The city’s contract compliance office also warned Man O’ Trees in 2011 that it was failing to meet equal employment opportunity goals of having a 7.7 percent minority workforce and 6.9 percent female workforce, according to daily work reports.

“John Bidell and the Field Office clearly expressed the need for the Contractor to improve both their minority and female workforce participation numbers. Contractor acknowledged their hiring shortcomings and states that with upcoming landscaping work they will be improving their hiring goals, particularly the minority hiring percentage,” according to meeting minutes from 2011.

Stepniak said he didn’t have a report about the equal employment opportunity goals not being met and he was not sure what efforts Man O’ Trees made to meet those goals after the company had been warned.

Earlier this year, subcontractors started complaining about not getting paid on time.

According to a recording of the April project meeting, Man O’ Trees hadn’t paid at least two subcontractors. One of them, Greg McCabe, vice president of industrial services for Industrial Power and Lighting, said he had been chasing down Man O’ Trees for nearly $200,000.

McCabe said at the meeting that Man O’ Trees told him that the city was not approving the payments. But Bidell told McCabe that Man O’ Trees was signing off on paperwork that stated its subcontractors were getting paid. McCabe said he was “devastated” by this information. Neither Man O’ Trees’ Pfeiffer nor any other company employee was at the meeting.

“We are not proceeding with the project … until Man O’ Trees gives me roughly $195,000,” said McCabe during the recorded April 2 meeting. “I don’t want to know anything about this job with all due respect. I would expect that today. It still won’t make me warm and fuzzy to go ahead and finish this job 100 percent when I still have 80 percent of the monies out.”

Bidell told McCabe to file a mechanic’s lien on the project.

“I am hoping he steps up and does the right thing and pays you,” Bidell said at the April meeting. “He is signing papers saying he is paying his subs.”

During the meeting someone asked McCabe, “Didn’t you say your boss and him were buddies?”

“I guess not that good of buddies,” McCabe replied. “Business is business.”

An arborist told Investigative Post that he hasn’t been paid $250 for work he did at the site and Bidell said in the April meeting that another subcontractor was calling him regularly to complain that Man O’ Trees was not paying for completed work.

Lack of manpower?

Stepniak would not comment about the subcontractors complaining about not getting paid. However, he disclosed that Industrial Power and Lighting did file a mechanic’s lien against Man O’ Trees for this project. A mechanic’s lien is a way a subcontractor can secure payment for work.

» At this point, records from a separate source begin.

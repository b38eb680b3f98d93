use common::{Error, Result};

use super::ema::ema;

/// MACD line, signal line and histogram, each as long as the input.
#[derive(Debug, Clone)]
pub struct Macd {
    pub macd: Vec<f64>,
    pub signal: Vec<f64>,
    pub hist: Vec<f64>,
}

/// MACD (Moving Average Convergence/Divergence) series.
///
/// MACD line = EMA(fast) − EMA(slow), Signal = EMA(macd_line, signal_period),
/// histogram = MACD − Signal.
pub fn macd(values: &[f64], fast: usize, slow: usize, signal: usize) -> Macd {
    let fast_ema = ema(values, fast);
    let slow_ema = ema(values, slow);
    let line: Vec<f64> = fast_ema
        .iter()
        .zip(&slow_ema)
        .map(|(f, s)| f - s)
        .collect();
    let signal_line = ema(&line, signal);
    let hist = line
        .iter()
        .zip(&signal_line)
        .map(|(m, s)| m - s)
        .collect();
    Macd {
        macd: line,
        signal: signal_line,
        hist,
    }
}

/// MACD periods, validated once at config load.
#[derive(Debug, Clone, Copy, PartialEq, Eq)]
pub struct MacdIndicator {
    pub fast: usize,
    pub slow: usize,
    pub signal: usize,
}

impl MacdIndicator {
    /// Rejects zero periods and `fast >= slow`.
    pub fn new(fast: usize, slow: usize, signal: usize) -> Result<Self> {
        if fast == 0 || signal == 0 || fast >= slow {
            return Err(Error::Config(format!(
                "MACD periods {fast}/{slow}/{signal}: need fast < slow and non-zero fast and signal"
            )));
        }
        Ok(Self { fast, slow, signal })
    }

    /// Full MACD series with this indicator's periods.
    pub fn series(&self, closes: &[f64]) -> Macd {
        macd(closes, self.fast, self.slow, self.signal)
    }
}

#[cfg(test)]
mod tests {
    use super::*;
    use crate::indicators::{crossed_above, crossed_below};

    fn trending_up(n: usize) -> Vec<f64> {
        (0..n).map(|i| 100.0 + i as f64 * 0.5).collect()
    }

    fn accelerating(n: usize, rate: f64) -> Vec<f64> {
        (0..n).map(|i| 100.0 + rate * (i * i) as f64).collect()
    }

    #[test]
    fn rejects_degenerate_periods() {
        assert!(MacdIndicator::new(0, 1, 0).is_err());
        assert!(MacdIndicator::new(3, 6, 0).is_err());
        assert!(MacdIndicator::new(6, 6, 3).is_err());
        assert_eq!(
            MacdIndicator::new(12, 26, 9).unwrap(),
            MacdIndicator { fast: 12, slow: 26, signal: 9 }
        );
    }

    #[test]
    fn macd_series_warm_up() {
        let prices = trending_up(50);
        let series = macd(&prices, 12, 26, 9);
        assert!(series.macd[24].is_nan());
        assert!(!series.macd[25].is_nan());
        // Signal seeds on the 9th defined MACD value
        assert!(series.signal[32].is_nan());
        assert!(!series.signal[33].is_nan());
        assert!(!series.hist[33].is_nan());
    }

    #[test]
    fn macd_crosses_signal_on_reversal() {
        let ind = MacdIndicator::new(3, 6, 3).unwrap();
        // Accelerating sell-off keeps MACD under its signal, then a sharp bounce
        let mut prices = accelerating(20, -0.05);
        prices.extend([84.0, 86.0, 88.0]);
        let series = ind.series(&prices);
        assert!(crossed_above(&series.macd, &series.signal).iter().any(|c| *c));
    }

    #[test]
    fn macd_stays_above_signal_on_steady_trend() {
        let series = MacdIndicator::new(3, 6, 3).unwrap().series(&accelerating(40, 0.05));
        // An accelerating up-trend keeps MACD above its lagging signal line
        assert!(series.hist[30..].iter().all(|h| *h > 0.0));
        assert!(!crossed_below(&series.macd, &series.signal)[20..].iter().any(|c| *c));
    }
}
use crate::{Candle, CandleType, OrderBook, Result, Timeframe};

/// Market data the host hands to strategies on demand.
///
/// A live host answers from its exchange connection; the paper host answers
/// from recorded history. Strategies only ever read through this trait and
/// never retain what it returns beyond a single callback.
pub trait DataProvider: Send + Sync {
    /// Candle series for `pair` at `timeframe`, oldest first.
    fn candles(&self, pair: &str, timeframe: Timeframe, candle_type: CandleType)
        -> Result<Vec<Candle>>;

    /// Order book snapshot with at most `depth` levels per side.
    fn orderbook(&self, pair: &str, depth: usize) -> Result<OrderBook>;
}
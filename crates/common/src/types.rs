use std::collections::BTreeMap;
use std::fmt;
use std::str::FromStr;

use chrono::{DateTime, Duration, Utc};
use serde::{Deserialize, Serialize};
use serde_json::Value;

use crate::{Error, Result};

/// One OHLCV record. Series are always ordered oldest first.
#[derive(Debug, Clone, Copy, PartialEq, Serialize, Deserialize)]
pub struct Candle {
    pub timestamp: DateTime<Utc>,
    pub open: f64,
    pub high: f64,
    pub low: f64,
    pub close: f64,
    pub volume: f64,
}

/// Kind of series requested from the host.
///
/// Funding-rate series reuse the candle shape; the rate sits in `open`.
#[derive(Debug, Clone, Copy, PartialEq, Eq, Hash, Serialize, Deserialize, Default)]
#[serde(rename_all = "snake_case")]
pub enum CandleType {
    #[default]
    Spot,
    Futures,
    FundingRate,
}

impl fmt::Display for CandleType {
    fn fmt(&self, f: &mut fmt::Formatter<'_>) -> fmt::Result {
        match self {
            CandleType::Spot => write!(f, "spot"),
            CandleType::Futures => write!(f, "futures"),
            CandleType::FundingRate => write!(f, "funding_rate"),
        }
    }
}

/// Candle interval, e.g. `5m` or `1h`.
#[derive(Debug, Clone, Copy, PartialEq, Eq, Hash, PartialOrd, Ord, Serialize, Deserialize)]
#[serde(try_from = "String", into = "String")]
pub struct Timeframe {
    secs: i64,
}

impl Timeframe {
    pub fn from_secs(secs: i64) -> Result<Self> {
        if secs <= 0 {
            return Err(Error::Config(format!("timeframe must be positive, got {secs}s")));
        }
        Ok(Self { secs })
    }

    pub fn secs(&self) -> i64 {
        self.secs
    }

    pub fn duration(&self) -> Duration {
        Duration::seconds(self.secs)
    }

    /// Start of the interval containing `ts`, aligned to the Unix epoch.
    pub fn floor(&self, ts: DateTime<Utc>) -> DateTime<Utc> {
        let t = ts.timestamp();
        let floored = t - t.rem_euclid(self.secs);
        DateTime::from_timestamp(floored, 0).unwrap_or(ts)
    }
}

impl FromStr for Timeframe {
    type Err = Error;

    fn from_str(s: &str) -> Result<Self> {
        let s = s.trim();
        let split = s
            .find(|c: char| !c.is_ascii_digit())
            .ok_or_else(|| Error::Config(format!("timeframe '{s}' has no unit")))?;
        let (num, unit) = s.split_at(split);
        let n: i64 = num
            .parse()
            .map_err(|_| Error::Config(format!("timeframe '{s}' has no count")))?;
        let unit_secs = match unit {
            "s" => 1,
            "m" => 60,
            "h" => 3_600,
            "d" => 86_400,
            "w" => 604_800,
            other => return Err(Error::Config(format!("unknown timeframe unit '{other}' in '{s}'"))),
        };
        let secs = n
            .checked_mul(unit_secs)
            .ok_or_else(|| Error::Config(format!("timeframe '{s}' is out of range")))?;
        Self::from_secs(secs)
    }
}

impl TryFrom<String> for Timeframe {
    type Error = Error;

    fn try_from(value: String) -> Result<Self> {
        value.parse()
    }
}

impl From<Timeframe> for String {
    fn from(tf: Timeframe) -> Self {
        tf.to_string()
    }
}

impl fmt::Display for Timeframe {
    fn fmt(&self, f: &mut fmt::Formatter<'_>) -> fmt::Result {
        let s = self.secs;
        if s % 604_800 == 0 {
            write!(f, "{}w", s / 604_800)
        } else if s % 86_400 == 0 {
            write!(f, "{}d", s / 86_400)
        } else if s % 3_600 == 0 {
            write!(f, "{}h", s / 3_600)
        } else if s % 60 == 0 {
            write!(f, "{}m", s / 60)
        } else {
            write!(f, "{s}s")
        }
    }
}

/// One price level of an order book.
#[derive(Debug, Clone, Copy, PartialEq, Serialize, Deserialize)]
pub struct BookLevel {
    pub price: f64,
    pub size: f64,
}

/// Point-in-time order book. Both sides are best-first.
#[derive(Debug, Clone, Default, PartialEq, Serialize, Deserialize)]
pub struct OrderBook {
    pub bids: Vec<BookLevel>,
    pub asks: Vec<BookLevel>,
}

impl OrderBook {
    /// Copy of the book truncated to `depth` levels per side.
    pub fn truncated(&self, depth: usize) -> Self {
        Self {
            bids: self.bids.iter().take(depth).copied().collect(),
            asks: self.asks.iter().take(depth).copied().collect(),
        }
    }
}

/// Direction of an open position.
#[derive(Debug, Clone, Copy, PartialEq, Eq, Serialize, Deserialize)]
#[serde(rename_all = "lowercase")]
pub enum TradeDirection {
    Long,
    Short,
}

impl fmt::Display for TradeDirection {
    fn fmt(&self, f: &mut fmt::Formatter<'_>) -> fmt::Result {
        match self {
            TradeDirection::Long => write!(f, "long"),
            TradeDirection::Short => write!(f, "short"),
        }
    }
}

impl FromStr for TradeDirection {
    type Err = Error;

    fn from_str(s: &str) -> Result<Self> {
        match s {
            "long" => Ok(TradeDirection::Long),
            "short" => Ok(TradeDirection::Short),
            other => Err(Error::Other(format!("unknown trade direction '{other}'"))),
        }
    }
}

/// Side of a fill.
#[derive(Debug, Clone, Copy, PartialEq, Eq, Serialize, Deserialize)]
#[serde(rename_all = "UPPERCASE")]
pub enum OrderSide {
    Buy,
    Sell,
}

impl OrderSide {
    /// Side that opens (or adds to) a position in `direction`.
    pub fn entering(direction: TradeDirection) -> Self {
        match direction {
            TradeDirection::Long => OrderSide::Buy,
            TradeDirection::Short => OrderSide::Sell,
        }
    }

    /// Side that reduces a position in `direction`.
    pub fn exiting(direction: TradeDirection) -> Self {
        match direction {
            TradeDirection::Long => OrderSide::Sell,
            TradeDirection::Short => OrderSide::Buy,
        }
    }
}

impl fmt::Display for OrderSide {
    fn fmt(&self, f: &mut fmt::Formatter<'_>) -> fmt::Result {
        match self {
            OrderSide::Buy => write!(f, "BUY"),
            OrderSide::Sell => write!(f, "SELL"),
        }
    }
}

/// Named key-value flags the host persists alongside a position.
///
/// Strategies use it to remember which milestones were already acted on.
/// Any write that changes a value marks the bag dirty so the host knows to
/// persist it after the callback returns.
#[derive(Debug, Clone, Default, PartialEq, Serialize, Deserialize)]
#[serde(transparent)]
pub struct CustomData {
    values: BTreeMap<String, Value>,
    #[serde(skip)]
    dirty: bool,
}

impl CustomData {
    pub fn from_map(values: BTreeMap<String, Value>) -> Self {
        Self { values, dirty: false }
    }

    pub fn get(&self, key: &str) -> Option<&Value> {
        self.values.get(key)
    }

    /// Boolean flag. Numbers count as set when non-zero.
    pub fn get_bool(&self, key: &str, default: bool) -> bool {
        match self.values.get(key) {
            Some(Value::Bool(b)) => *b,
            Some(Value::Number(n)) => n.as_f64().map(|v| v != 0.0).unwrap_or(default),
            _ => default,
        }
    }

    pub fn get_f64(&self, key: &str, default: f64) -> f64 {
        self.values
            .get(key)
            .and_then(Value::as_f64)
            .unwrap_or(default)
    }

    pub fn set(&mut self, key: impl Into<String>, value: impl Into<Value>) {
        let key = key.into();
        let value = value.into();
        if self.values.get(&key) != Some(&value) {
            self.values.insert(key, value);
            self.dirty = true;
        }
    }

    pub fn remove(&mut self, key: &str) -> Option<Value> {
        let removed = self.values.remove(key);
        if removed.is_some() {
            self.dirty = true;
        }
        removed
    }

    pub fn is_dirty(&self) -> bool {
        self.dirty
    }

    /// Returns whether the bag changed since the last call and clears the marker.
    pub fn take_dirty(&mut self) -> bool {
        std::mem::replace(&mut self.dirty, false)
    }

    pub fn iter(&self) -> impl Iterator<Item = (&String, &Value)> {
        self.values.iter()
    }

    pub fn len(&self) -> usize {
        self.values.len()
    }

    pub fn is_empty(&self) -> bool {
        self.values.is_empty()
    }
}

/// An open position as the host exposes it to strategies.
#[derive(Debug, Clone, Serialize, Deserialize)]
pub struct Trade {
    pub id: String,
    pub pair: String,
    pub direction: TradeDirection,
    /// Average entry price.
    pub open_rate: f64,
    pub open_date: DateTime<Utc>,
    /// Capital currently committed, in quote currency.
    pub stake_amount: f64,
    /// Position size in base asset units.
    pub amount: f64,
    pub leverage: f64,
    /// Highest rate seen while open.
    pub max_rate: f64,
    /// Lowest rate seen while open.
    pub min_rate: f64,
    pub enter_tag: Option<String>,
    pub custom_data: CustomData,
}

impl Trade {
    pub fn open(
        pair: impl Into<String>,
        direction: TradeDirection,
        rate: f64,
        stake_amount: f64,
        leverage: f64,
        open_date: DateTime<Utc>,
    ) -> Self {
        let leverage = if leverage > 0.0 { leverage } else { 1.0 };
        let amount = if rate > 0.0 { stake_amount * leverage / rate } else { 0.0 };
        Self {
            id: uuid::Uuid::new_v4().to_string(),
            pair: pair.into(),
            direction,
            open_rate: rate,
            open_date,
            stake_amount,
            amount,
            leverage,
            max_rate: rate,
            min_rate: rate,
            enter_tag: None,
            custom_data: CustomData::default(),
        }
    }

    pub fn is_short(&self) -> bool {
        self.direction == TradeDirection::Short
    }

    /// Relative move of `rate` from the entry, positive in the trade's favour.
    /// Long: `rate / open - 1`; short: `open / rate - 1`.
    pub fn excursion(&self, rate: f64) -> Result<f64> {
        if self.open_rate <= 0.0 || rate <= 0.0 {
            return Err(Error::InvalidTrade(format!(
                "trade {} has non-positive rate (open {}, current {rate})",
                self.id, self.open_rate
            )));
        }
        Ok(match self.direction {
            TradeDirection::Long => rate / self.open_rate - 1.0,
            TradeDirection::Short => self.open_rate / rate - 1.0,
        })
    }

    /// Leveraged profit ratio at `rate`, fees excluded.
    pub fn profit_ratio(&self, rate: f64) -> f64 {
        if self.open_rate <= 0.0 {
            return 0.0;
        }
        let raw = match self.direction {
            TradeDirection::Long => rate / self.open_rate - 1.0,
            TradeDirection::Short => 1.0 - rate / self.open_rate,
        };
        raw * self.leverage
    }

    /// Track the extremes of the price path while the trade is open.
    pub fn observe_range(&mut self, low: f64, high: f64) {
        if high > self.max_rate {
            self.max_rate = high;
        }
        if low < self.min_rate {
            self.min_rate = low;
        }
    }
}

#[cfg(test)]
mod tests {
    use super::*;

    #[test]
    fn timeframe_parses_and_displays() {
        let tf: Timeframe = "30m".parse().unwrap();
        assert_eq!(tf.secs(), 1_800);
        assert_eq!(tf.to_string(), "30m");
        assert_eq!("60m".parse::<Timeframe>().unwrap().to_string(), "1h");
        assert_eq!("15s".parse::<Timeframe>().unwrap().secs(), 15);
        assert!("5x".parse::<Timeframe>().is_err());
        assert!("m".parse::<Timeframe>().is_err());
    }

    #[test]
    fn timeframe_rejects_overflowing_counts() {
        assert!("9223372036854775807w".parse::<Timeframe>().is_err());
        assert!("153722867280912931m".parse::<Timeframe>().is_err());
        assert!("99999999999999999999s".parse::<Timeframe>().is_err());
    }

    #[test]
    fn timeframe_floor_aligns_to_interval() {
        let tf: Timeframe = "1h".parse().unwrap();
        let ts = DateTime::from_timestamp(3_600 * 5 + 1_234, 0).unwrap();
        assert_eq!(tf.floor(ts).timestamp(), 3_600 * 5);
    }

    #[test]
    fn custom_data_tracks_changes() {
        let mut data = CustomData::default();
        assert!(!data.get_bool("stage_1_sold", false));
        data.set("stage_1_sold", true);
        assert!(data.get_bool("stage_1_sold", false));
        assert!(data.take_dirty());

        // Writing the same value again is not a change
        data.set("stage_1_sold", true);
        assert!(!data.is_dirty());

        data.set("best_price", 12.5);
        assert_eq!(data.get_f64("best_price", 0.0), 12.5);
        assert!(data.take_dirty());
    }

    #[test]
    fn excursion_is_direction_aware() {
        let now = Utc::now();
        let long = Trade::open("SOLUSDT", TradeDirection::Long, 100.0, 50.0, 1.0, now);
        assert!((long.excursion(103.0).unwrap() - 0.03).abs() < 1e-12);

        let short = Trade::open("SOLUSDT", TradeDirection::Short, 100.0, 50.0, 4.0, now);
        assert!((short.excursion(80.0).unwrap() - 0.25).abs() < 1e-12);
        assert!((short.profit_ratio(99.0) - 0.04).abs() < 1e-12);
        assert!((short.amount - 2.0).abs() < 1e-12);
    }

    #[test]
    fn excursion_rejects_zero_rate() {
        let trade = Trade::open("X", TradeDirection::Long, 0.0, 10.0, 1.0, Utc::now());
        assert!(matches!(trade.excursion(1.0), Err(Error::InvalidTrade(_))));
    }
}
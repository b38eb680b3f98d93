use std::collections::BTreeMap;

use chrono::{DateTime, Utc};

use common::{Candle, Error, Result, Timeframe};

/// Which of the four signal masks to write.
#[derive(Debug, Clone, Copy, PartialEq, Eq)]
pub enum SignalKind {
    EnterLong,
    ExitLong,
    EnterShort,
    ExitShort,
}

/// The analysed candle series: OHLCV, indicator columns and signal masks.
///
/// Indicator columns are full-length `f64` vectors with `NaN` for undefined
/// rows. Signal masks start all-false and are OR-ed into, so several
/// conditions can mark the same kind independently.
#[derive(Debug, Clone, Default)]
pub struct CandleFrame {
    timestamps: Vec<DateTime<Utc>>,
    open: Vec<f64>,
    high: Vec<f64>,
    low: Vec<f64>,
    close: Vec<f64>,
    volume: Vec<f64>,
    columns: BTreeMap<String, Vec<f64>>,
    enter_long: Vec<bool>,
    exit_long: Vec<bool>,
    enter_short: Vec<bool>,
    exit_short: Vec<bool>,
    enter_tag: Vec<Option<String>>,
    exit_tag: Vec<Option<String>>,
}

impl CandleFrame {
    pub fn from_candles(candles: &[Candle]) -> Self {
        let n = candles.len();
        Self {
            timestamps: candles.iter().map(|c| c.timestamp).collect(),
            open: candles.iter().map(|c| c.open).collect(),
            high: candles.iter().map(|c| c.high).collect(),
            low: candles.iter().map(|c| c.low).collect(),
            close: candles.iter().map(|c| c.close).collect(),
            volume: candles.iter().map(|c| c.volume).collect(),
            columns: BTreeMap::new(),
            enter_long: vec![false; n],
            exit_long: vec![false; n],
            enter_short: vec![false; n],
            exit_short: vec![false; n],
            enter_tag: vec![None; n],
            exit_tag: vec![None; n],
        }
    }

    pub fn len(&self) -> usize {
        self.timestamps.len()
    }

    pub fn is_empty(&self) -> bool {
        self.timestamps.is_empty()
    }

    pub fn timestamps(&self) -> &[DateTime<Utc>] {
        &self.timestamps
    }

    pub fn open(&self) -> &[f64] {
        &self.open
    }

    pub fn high(&self) -> &[f64] {
        &self.high
    }

    pub fn low(&self) -> &[f64] {
        &self.low
    }

    pub fn close(&self) -> &[f64] {
        &self.close
    }

    pub fn volume(&self) -> &[f64] {
        &self.volume
    }

    /// Any column by name, OHLCV included.
    pub fn column(&self, name: &str) -> Result<&[f64]> {
        match name {
            "open" => Ok(&self.open),
            "high" => Ok(&self.high),
            "low" => Ok(&self.low),
            "close" => Ok(&self.close),
            "volume" => Ok(&self.volume),
            other => self
                .columns
                .get(other)
                .map(Vec::as_slice)
                .ok_or_else(|| Error::MissingColumn(other.to_string())),
        }
    }

    pub fn has_column(&self, name: &str) -> bool {
        self.column(name).is_ok()
    }

    /// Names of the derived (non-OHLCV) columns.
    pub fn column_names(&self) -> impl Iterator<Item = &str> {
        self.columns.keys().map(String::as_str)
    }

    pub fn set_column(&mut self, name: impl Into<String>, values: Vec<f64>) -> Result<()> {
        let name = name.into();
        self.check_len(&name, values.len())?;
        self.columns.insert(name, values);
        Ok(())
    }

    /// OR `mask` into the chosen signal.
    pub fn mark(&mut self, kind: SignalKind, mask: &[bool]) -> Result<()> {
        self.check_len(kind_name(kind), mask.len())?;
        let target = self.signal_mut(kind);
        for (slot, &hit) in target.iter_mut().zip(mask) {
            *slot |= hit;
        }
        Ok(())
    }

    /// Like [`mark`](Self::mark), also tagging the rows that fire.
    pub fn mark_tagged(&mut self, kind: SignalKind, mask: &[bool], tag: &str) -> Result<()> {
        self.mark(kind, mask)?;
        let tags = match kind {
            SignalKind::EnterLong | SignalKind::EnterShort => &mut self.enter_tag,
            SignalKind::ExitLong | SignalKind::ExitShort => &mut self.exit_tag,
        };
        for (slot, &hit) in tags.iter_mut().zip(mask) {
            if hit && slot.is_none() {
                *slot = Some(tag.to_string());
            }
        }
        Ok(())
    }

    pub fn signal(&self, kind: SignalKind) -> &[bool] {
        match kind {
            SignalKind::EnterLong => &self.enter_long,
            SignalKind::ExitLong => &self.exit_long,
            SignalKind::EnterShort => &self.enter_short,
            SignalKind::ExitShort => &self.exit_short,
        }
    }

    pub fn enter_tag(&self, row: usize) -> Option<&str> {
        self.enter_tag.get(row).and_then(|t| t.as_deref())
    }

    pub fn exit_tag(&self, row: usize) -> Option<&str> {
        self.exit_tag.get(row).and_then(|t| t.as_deref())
    }

    pub fn candle(&self, row: usize) -> Option<Candle> {
        if row >= self.len() {
            return None;
        }
        Some(Candle {
            timestamp: self.timestamps[row],
            open: self.open[row],
            high: self.high[row],
            low: self.low[row],
            close: self.close[row],
            volume: self.volume[row],
        })
    }

    pub fn last_candle(&self) -> Option<Candle> {
        self.len().checked_sub(1).and_then(|i| self.candle(i))
    }

    /// Value of `name` at `row`, `None` when missing or undefined.
    pub fn value(&self, name: &str, row: usize) -> Option<f64> {
        self.column(name)
            .ok()
            .and_then(|c| c.get(row).copied())
            .filter(|v| !v.is_nan())
    }

    /// Merge every column of `informative` into this frame as `{name}_{tf}`.
    ///
    /// An informative candle opened at `t` only becomes visible on the base
    /// row that closes together with it (`t + inf_tf - base_tf`); rows in
    /// between carry the last visible value forward.
    pub fn merge_informative(
        &mut self,
        informative: &CandleFrame,
        base_tf: Timeframe,
        inf_tf: Timeframe,
    ) -> Result<()> {
        let offset = inf_tf.duration() - base_tf.duration();
        let visible_at: Vec<DateTime<Utc>> = informative
            .timestamps
            .iter()
            .map(|t| *t + offset)
            .collect();

        // Base row -> index of the informative row visible on it
        let mut source = Vec::with_capacity(self.len());
        let mut visible = 0;
        for ts in &self.timestamps {
            while visible < visible_at.len() && visible_at[visible] <= *ts {
                visible += 1;
            }
            source.push(visible.checked_sub(1));
        }

        let suffix = inf_tf.to_string();
        let mut names: Vec<&str> = vec!["open", "high", "low", "close", "volume"];
        names.extend(informative.column_names());
        for name in names {
            let values = informative.column(name)?;
            let merged = source
                .iter()
                .map(|idx| idx.map_or(f64::NAN, |k| values[k]))
                .collect();
            self.set_column(format!("{name}_{suffix}"), merged)?;
        }
        Ok(())
    }

    fn signal_mut(&mut self, kind: SignalKind) -> &mut Vec<bool> {
        match kind {
            SignalKind::EnterLong => &mut self.enter_long,
            SignalKind::ExitLong => &mut self.exit_long,
            SignalKind::EnterShort => &mut self.enter_short,
            SignalKind::ExitShort => &mut self.exit_short,
        }
    }

    fn check_len(&self, name: &str, got: usize) -> Result<()> {
        if got != self.len() {
            return Err(Error::ColumnLength {
                name: name.to_string(),
                expected: self.len(),
                got,
            });
        }
        Ok(())
    }
}

fn kind_name(kind: SignalKind) -> &'static str {
    match kind {
        SignalKind::EnterLong => "enter_long",
        SignalKind::ExitLong => "exit_long",
        SignalKind::EnterShort => "enter_short",
        SignalKind::ExitShort => "exit_short",
    }
}

/// Aggregate candles into `timeframe` buckets aligned to the epoch.
/// The trailing bucket may be incomplete.
pub fn resample(candles: &[Candle], timeframe: Timeframe) -> Vec<Candle> {
    let mut out: Vec<Candle> = Vec::new();
    for c in candles {
        let bucket = timeframe.floor(c.timestamp);
        match out.last_mut() {
            Some(last) if last.timestamp == bucket => {
                last.high = last.high.max(c.high);
                last.low = last.low.min(c.low);
                last.close = c.close;
                last.volume += c.volume;
            }
            _ => out.push(Candle {
                timestamp: bucket,
                ..*c
            }),
        }
    }
    out
}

The city has the right under its contract with Man O’ Trees to impose a penalty of $200 a day for uncompleted work. Aug. 1 was the trigger date for those liquidated damages, but Stepniak wouldn’t say if the city is collecting the penalty because the legal department is handling the matter.

Bidell said the snow fence needs to stay for safety reasons and to keep people off the park property in case something were to get damaged.

“We are pushing and pushing to get them done,” Bidell said about Man O’ Trees.

Man O’ Trees’ Pfeiffer did not return messages seeking comment.

Enstice said Public Works efforts to supervise the project were hamstrung by a lack of manpower.

“We have a Public Works Department that has very good people in it that work very hard,” he said. “I just don’t think they have enough manpower to deliver all the projects our community needs.”

Stepniak said although there is a high volume of work, he didn’t think that public works had a manpower problem for this project, but Man O’ Trees did.

“We recognized if we are going to do this, let’s get it right,” Merlo said. “It’s in the spine of the medical campus and it’s got to be done right.”

Meanwhile, Daley, the owner of Ulrich’s, keeps watching the flow of the medical campus project and can’t believe it isn’t finished.

“It makes for good conversation,” Daley said. “It’s your tax dollars at work.”